__TASK PROMPT__:
Each time a line of the listing holds "ServerConfig", copy that line.

__TASK MATERIAL__:
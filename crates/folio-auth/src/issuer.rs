//! API key issuance.

use std::sync::Arc;

use folio_cache::KeyCache;
use folio_crypto::random_hex;

use crate::error::AuthResult;

/// Default key length in bytes (16 hex characters).
pub const DEFAULT_KEY_BYTES: usize = 8;

/// Mints API keys and registers them in the key cache.
#[derive(Clone)]
pub struct KeyIssuer {
    cache: Arc<dyn KeyCache>,
    key_bytes: usize,
}

impl KeyIssuer {
    /// Creates an issuer drawing `key_bytes` random bytes per key.
    #[must_use]
    pub fn new(cache: Arc<dyn KeyCache>, key_bytes: usize) -> Self {
        Self { cache, key_bytes }
    }

    /// The cache keys are registered in.
    #[must_use]
    pub fn cache(&self) -> &Arc<dyn KeyCache> {
        &self.cache
    }

    /// Generates a fresh hex key and adds it to the cache.
    ///
    /// # Errors
    ///
    /// Returns `AuthError::Entropy` if the OS random source fails. No
    /// weaker generator is tried.
    pub fn issue_key(&self) -> AuthResult<String> {
        let key = random_hex(self.key_bytes)?;
        self.cache.add(&key);
        Ok(key)
    }
}

impl std::fmt::Debug for KeyIssuer {
    fn fmt(&self, f: &mut std::fmt::Formatter<'_>) -> std::fmt::Result {
        f.debug_struct("KeyIssuer")
            .field("key_bytes", &self.key_bytes)
            .finish_non_exhaustive()
    }
}
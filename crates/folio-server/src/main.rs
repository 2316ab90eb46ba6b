//! # folio
//!
//! Entry point for the folio site backend.

#![forbid(unsafe_code)]

use folio_server::{Server, ServerConfig};
use tracing_subscriber::{layer::SubscriberExt, util::SubscriberInitExt, EnvFilter};

#[tokio::main]
async fn main() -> anyhow::Result<()> {
    let config = ServerConfig::load()?;

    // Initialize tracing
    tracing_subscriber::registry()
        .with(
            EnvFilter::try_from_default_env()
                .unwrap_or_else(|_| EnvFilter::new(config.default_log_filter())),
        )
        .with(tracing_subscriber::fmt::layer())
        .init();

    tracing::info!(app = %config.app_name, "folio starting");

    let server = Server::new(config).await?;
    server.run().await
}
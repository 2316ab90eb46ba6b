//! Volatile secret provider.

use async_trait::async_trait;
use parking_lot::Mutex;

use crate::error::{StorageError, StorageResult};
use crate::secret::{SecretProvider, SecretRecord};

/// Keeps the secret in process memory. Lost on restart.
#[derive(Debug, Default)]
pub struct InMemorySecretProvider {
    record: Mutex<Option<SecretRecord>>,
}

impl InMemorySecretProvider {
    /// Creates an empty provider.
    #[must_use]
    pub fn new() -> Self {
        Self::default()
    }

    /// Creates a provider pre-loaded with `otp_key`.
    #[must_use]
    pub fn with_secret(otp_key: impl Into<String>) -> Self {
        Self {
            record: Mutex::new(Some(SecretRecord::new(otp_key))),
        }
    }
}

#[async_trait]
impl SecretProvider for InMemorySecretProvider {
    async fn get(&self) -> StorageResult<Option<SecretRecord>> {
        Ok(self.record.lock().clone())
    }

    async fn insert(&self, record: &SecretRecord) -> StorageResult<()> {
        let mut slot = self.record.lock();
        if slot.is_some() {
            return Err(StorageError::AlreadyExists("OTP secret"));
        }
        *slot = Some(record.clone());
        Ok(())
    }
}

__ANSWER SECTION__:
use folio_server::{Server, ServerConfig};
    let config = ServerConfig::load()?;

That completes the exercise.